Friday, Jan 16, 2026

Can cafe culture and more social opportunities save the high street?

Can cafe culture and more social opportunities save the high street?

The number of retail stores has fallen 7% since 2013, but the number of independent cafes and tearooms has risen 10%.

As we begin to hit the shops ahead of Christmas, retail sales are back to pre-pandemic levels for the first time since restrictions eased in April.

We are now spending more on items like clothing and furnishings than we were in February 2020, according to real-time credit and debit card data from the Office for National Statistics (ONS).

But Sky News analysis of new data from the Local Data Company suggests there are fewer shops for us to visit - and that the slump of the high street long pre-dated the pandemic.

The decline of the British pub has been well-documented, but since 2016, retail shops have experienced similar closures. The number of retail units in Great Britain has fallen almost 7% over the past decade.

But many of them are being replaced by hospitality outlets. Since 2013, the number of independent cafes and tearooms has risen 10% and the number of chain coffee shops has increased by 7%.

Is cafe culture spreading across the UK?


The fastest growth has been in the East of England and the West Midlands, which now have almost a fifth more cafes and coffee shops as they had in 2013.

The North West has also experienced relatively rapid growth and now has the second highest density of hospitality venues after London at 28 per 100,000 people.

Of course, the capital has long been the cafe-centre of the UK. But while it still has by far the most cafes, coffee shops and tearooms per 100,000 people at almost 43, there's only been modest growth since 2013.

Professor Michael Kenny, director of the Bennett Institute of Public Policy, says that many places are rebuilding their high streets around social spaces.

"There's evidence to suggest that the more social opportunities there are, the more likely it is that people will spend more time and - some research suggests - more money in the town centre," he says.

The government's High Streets Task Force found that more retail-dependent high streets experienced a larger decline in footfall in the year to June 2020 than those also offering shoppers a range of social and leisure services.

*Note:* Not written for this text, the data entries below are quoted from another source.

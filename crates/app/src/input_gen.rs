//! Sample data for trying the codec.
//!
//! Generated data is a sequence of segments, each one of:
//! - runs of a single byte (highly compressible)
//! - text drawn from a small alphabet (moderately compressible)
//! - a short pattern repeated (structured)
//! - uniform random bytes (incompressible)
//!
//! so the compression ratio reported for a sample depends on the mix.

use std::fs::File;
use std::io::{BufWriter, Write};
use std::path::Path;

use huffpack_core::Result;
use rand::{Rng, SeedableRng};
use rand_chacha::ChaCha8Rng;

/// Largest segment of a single kind.
const SEGMENT_BYTES: usize = 8192;

const TEXT_ALPHABET: &[u8] = b"abcdefghijklmnopqrstuvwxyz .!,\n";

#[derive(Debug, Clone, Copy, PartialEq, Eq)]
enum Segment {
    Run,
    Text,
    Pattern,
    Random,
}

impl Segment {
    /// 30% runs, 30% text, 20% patterns, 20% random.
    fn pick(rng: &mut ChaCha8Rng) -> Self {
        match rng.gen_range(0..10) {
            0..=2 => Segment::Run,
            3..=5 => Segment::Text,
            6..=7 => Segment::Pattern,
            _ => Segment::Random,
        }
    }
}

/// Generate `size_bytes` of sample data. The same seed always yields the
/// same bytes.
pub fn generate_sample_data(seed: u64, size_bytes: usize) -> Vec<u8> {
    let mut rng = ChaCha8Rng::seed_from_u64(seed);
    let mut data = Vec::with_capacity(size_bytes);

    while data.len() < size_bytes {
        let len = (size_bytes - data.len()).min(SEGMENT_BYTES);

        match Segment::pick(&mut rng) {
            Segment::Run => {
                let byte: u8 = rng.gen();
                data.extend(std::iter::repeat(byte).take(len));
            }
            Segment::Text => {
                data.extend((0..len).map(|_| TEXT_ALPHABET[rng.gen_range(0..TEXT_ALPHABET.len())]));
            }
            Segment::Pattern => {
                let pattern: Vec<u8> = (0..rng.gen_range(4..=32)).map(|_| rng.gen()).collect();
                data.extend(pattern.iter().cycle().take(len));
            }
            Segment::Random => {
                data.extend((0..len).map(|_| rng.gen::<u8>()));
            }
        }
    }

    data
}

/// Write generated data to `path`.
pub fn write_sample_file(path: &Path, seed: u64, size_bytes: usize) -> Result<()> {
    let data = generate_sample_data(seed, size_bytes);
    let mut file = BufWriter::new(File::create(path)?);
    file.write_all(&data)?;
    file.flush()?;
    Ok(())
}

This chimes with a survey by business consultancy CACI, which found that consumers who visit cafes and restaurants spend around 48% more in the surrounding retail businesses.

So, how are the UK's high streets faring?


Despite the pick up in spending ahead of Christmas, average high-street footfall at the start of November was still only three-quarters of the level it was in early 2020, and as low as 53% in London, according to data from Centre for Cities.

Footfall has returned to normal in only a handful of places like Blackpool and Southend.

The Centre for Cities data compares today's footfall with average levels in February and March 2020. One reason for the differences between cities could be seasonal variations, such as more people travelling to seaside towns during half-term holidays.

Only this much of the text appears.